Election results made you anxious? Or overly excited? In either case, controlled breathing can bring you back to a comfortable, relaxing place. The New York Times tells us how it may work. One theory, the Times reports, “is that controlled breathing can change the response of the body’s autonomic nervous system, which controls unconscious processes such as heart rate and digestion as well as the body’s stress response.” Consciously changing the way you breathe, the paper reports, appears to send a signal to the brain to adjust the parasympathetic branch of the nervous system, which can slow heart rate and digestion and promote feelings of calm as well as the sympathetic system, which controls the release of stress hormones like cortisol. The Times cites research by Dr. Chris Streeter, an associate professor of psychiatry and neurology at Boston University, that measured the effect of daily yoga and breathing on people with diagnoses of major depressive disorder.

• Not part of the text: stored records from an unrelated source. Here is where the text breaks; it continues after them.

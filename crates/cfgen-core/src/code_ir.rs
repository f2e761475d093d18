//! Code-IR: intermediate representation of generated code.
//!
//! Code generation lowers a configuration into one or more fixture
//! functions. Each function body is a list of variable declarations plus an
//! output expression, all held as [`Value`] trees that mix plain values with
//! IR nodes.
//!
//! Call and tag nodes sit behind `Rc` so that a node substituted once can be
//! referenced from several places in the output without being duplicated.

use std::rc::Rc;

use serde::Serialize;

use crate::graph::{Arguments, Buildable};
use crate::traversal::{Path, PathElement};
use crate::value::{Symbol, Value};

// ============================================================================
// Expressions
// ============================================================================

/// A Code-IR node.
#[derive(Debug, Clone, PartialEq, Serialize)]
#[serde(rename_all = "snake_case")]
pub enum CodeIr {
    /// Bare reference to an imported symbol
    SymbolReference(Symbol),
    /// Call of a wrapper type or fixture
    Call(Rc<SymbolOrFixtureCall>),
    /// Argument wrapped with tag metadata
    WithTags(Rc<WithTagsCall>),
}

impl CodeIr {
    pub fn type_name(&self) -> &'static str {
        match self {
            CodeIr::SymbolReference(_) => "symbol_reference",
            CodeIr::Call(_) => "call",
            CodeIr::WithTags(_) => "with_tags",
        }
    }

    /// Child values of this node, positional arguments before keyword ones.
    pub fn children(&self) -> Vec<&Value> {
        match self {
            CodeIr::SymbolReference(_) => Vec::new(),
            CodeIr::Call(call) => call
                .positional_arg_expressions
                .iter()
                .chain(call.arg_expressions.iter().map(|(_, value)| value))
                .collect(),
            CodeIr::WithTags(tagged) => vec![&tagged.item_to_tag],
        }
    }
}

/// Call expression: `symbol_expression(*positional, **arguments)`.
#[derive(Debug, Clone, PartialEq, Serialize)]
pub struct SymbolOrFixtureCall {
    /// Rendered callee, e.g. `fdl.Config`
    pub symbol_expression: String,
    pub positional_arg_expressions: Vec<Value>,
    pub arg_expressions: Arguments,
    #[serde(skip_serializing_if = "HistoryComments::is_empty")]
    pub history_comments: HistoryComments,
}

/// Tag wrapper expression: `TagA.new(TagB.new(item))`.
#[derive(Debug, Clone, PartialEq, Serialize)]
pub struct WithTagsCall {
    /// Rendered tag names, in sorted tag order
    pub tag_symbol_expressions: Vec<String>,
    pub item_to_tag: Value,
}

/// Per-argument provenance comments attached to a generated call.
#[derive(Debug, Clone, Default, PartialEq, Serialize)]
pub struct HistoryComments {
    pub per_argument: Vec<(String, String)>,
}

impl HistoryComments {
    pub fn is_empty(&self) -> bool {
        self.per_argument.is_empty()
    }

    /// Builder: add a comment for an argument
    pub fn with_comment(mut self, argument: impl Into<String>, comment: impl Into<String>) -> Self {
        self.per_argument.push((argument.into(), comment.into()));
        self
    }
}

/// History formatter that produces no comments.
pub fn noop_history_comments(_: &Buildable) -> HistoryComments {
    HistoryComments::default()
}

// ============================================================================
// Fixtures
// ============================================================================

/// `name = expression` inside a fixture body.
#[derive(Debug, Clone, PartialEq, Serialize)]
pub struct VariableDeclaration {
    pub name: String,
    pub expression: Value,
}

impl VariableDeclaration {
    pub fn new(name: impl Into<String>, expression: impl Into<Value>) -> Self {
        Self {
            name: name.into(),
            expression: expression.into(),
        }
    }
}

/// A generated function returning the configuration.
#[derive(Debug, Clone, PartialEq, Serialize)]
pub struct FixtureFunction {
    pub name: String,
    pub parameters: Vec<String>,
    pub variables: Vec<VariableDeclaration>,
    pub output_value: Value,
}

impl FixtureFunction {
    pub fn new(name: impl Into<String>, output_value: impl Into<Value>) -> Self {
        Self {
            name: name.into(),
            parameters: Vec::new(),
            variables: Vec::new(),
            output_value: output_value.into(),
        }
    }

    /// Builder: add a parameter
    pub fn with_parameter(mut self, name: impl Into<String>) -> Self {
        self.parameters.push(name.into());
        self
    }

    /// Builder: add a variable declaration
    pub fn with_variable(mut self, variable: VariableDeclaration) -> Self {
        self.variables.push(variable);
        self
    }

    /// Body expressions with their paths: each variable's expression, then
    /// the output value.
    pub fn body_slots(&self) -> Vec<(&Value, Path)> {
        self.variables
            .iter()
            .enumerate()
            .map(|(i, variable)| (&variable.expression, Self::variable_path(i)))
            .chain(std::iter::once((&self.output_value, Self::output_path())))
            .collect()
    }

    /// Replace the body wholesale.
    pub fn replace_body(&mut self, variables: Vec<VariableDeclaration>, output_value: Value) {
        self.variables = variables;
        self.output_value = output_value;
    }

    pub(crate) fn variable_path(index: usize) -> Path {
        Path::from(vec![
            PathElement::Attr("variables".to_string()),
            PathElement::Index(index),
            PathElement::Attr("expression".to_string()),
        ])
    }

    pub(crate) fn output_path() -> Path {
        Path::from(vec![PathElement::Attr("output_value".to_string())])
    }
}

/// A fixture function together with the fixtures it calls.
#[derive(Debug, Clone, PartialEq, Serialize)]
pub struct CallInstance {
    pub fixture: FixtureFunction,
    pub children: Vec<CallInstance>,
}

impl CallInstance {
    pub fn new(fixture: FixtureFunction) -> Self {
        Self {
            fixture,
            children: Vec::new(),
        }
    }

    /// Builder: add a child call
    pub fn with_child(mut self, child: CallInstance) -> Self {
        self.children.push(child);
        self
    }

    /// Every fixture in this call tree, parents before children.
    pub fn all_fixture_functions(&self) -> Vec<&FixtureFunction> {
        let mut out = Vec::new();
        self.collect_fixtures(&mut out);
        out
    }

    /// Mutable variant of [`all_fixture_functions`](Self::all_fixture_functions).
    pub fn all_fixture_functions_mut(&mut self) -> Vec<&mut FixtureFunction> {
        let mut out = Vec::new();
        self.collect_fixtures_mut(&mut out);
        out
    }

    fn collect_fixtures<'a>(&'a self, out: &mut Vec<&'a FixtureFunction>) {
        out.push(&self.fixture);
        for child in &self.children {
            child.collect_fixtures(out);
        }
    }

    fn collect_fixtures_mut<'a>(&'a mut self, out: &mut Vec<&'a mut FixtureFunction>) {
        let CallInstance { fixture, children } = self;
        out.push(fixture);
        for child in children {
            child.collect_fixtures_mut(out);
        }
    }
}

#[cfg(test)]
mod tests {
    use super::*;

    fn fixture(name: &str) -> FixtureFunction {
        FixtureFunction::new(name, Value::None)
    }

    #[test]
    fn test_all_fixture_functions_order() {
        let call = CallInstance::new(fixture("root"))
            .with_child(CallInstance::new(fixture("a")).with_child(CallInstance::new(fixture("a1"))))
            .with_child(CallInstance::new(fixture("b")));

        let names: Vec<&str> = call
            .all_fixture_functions()
            .iter()
            .map(|f| f.name.as_str())
            .collect();
        assert_eq!(names, vec!["root", "a", "a1", "b"]);
    }

    #[test]
    fn test_all_fixture_functions_mut() {
        let mut call = CallInstance::new(fixture("root")).with_child(CallInstance::new(fixture("a")));
        for f in call.all_fixture_functions_mut() {
            f.parameters.push("seed".to_string());
        }
        assert!(call
            .all_fixture_functions()
            .iter()
            .all(|f| f.parameters == vec!["seed".to_string()]));
    }

    #[test]
    fn test_body_slots_paths() {
        let f = FixtureFunction::new("build", Value::Int(1))
            .with_variable(VariableDeclaration::new("encoder", Value::Int(2)));
        let slots = f.body_slots();
        assert_eq!(slots.len(), 2);
        assert_eq!(slots[0].1.to_string(), ".variables[0].expression");
        assert_eq!(slots[1].1.to_string(), ".output_value");
        assert_eq!(slots[1].0, &Value::Int(1));
    }

    #[test]
    fn test_call_children() {
        let mut arguments = Arguments::new();
        arguments.insert("dim", 4);
        let call = CodeIr::Call(Rc::new(SymbolOrFixtureCall {
            symbol_expression: "fdl.Config".to_string(),
            positional_arg_expressions: vec![Value::Ir(CodeIr::SymbolReference(Symbol::class(
                "models", "Encoder",
            )))],
            arg_expressions: arguments,
            history_comments: HistoryComments::default(),
        }));
        assert_eq!(call.children().len(), 2);
        assert_eq!(call.children()[1], &Value::Int(4));
    }

    #[test]
    fn test_noop_history_comments() {
        let node = Buildable::config(Symbol::class("models", "Encoder"));
        assert!(noop_history_comments(&node).is_empty());
        assert!(!HistoryComments::default()
            .with_comment("dim", "set in base config")
            .is_empty());
    }
}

Streeter found that after 12 weeks of daily yoga and coherent breathing, the depressive symptoms significantly decreased and levels of gamma-aminobutyric acid, a brain chemical that has calming and anti-anxiety effects, had increased.
Ready? Here, according to the Times, is how it’s done:
1. Sitting upright or lying down, place your hands on your belly.
2. Slowly breathe in, expanding your belly, to the count of five.
3. Pause.
4. Slowly breathe out to the count of six.
5. Work your way up to practicing this pattern for 10 to 20 minutes a day.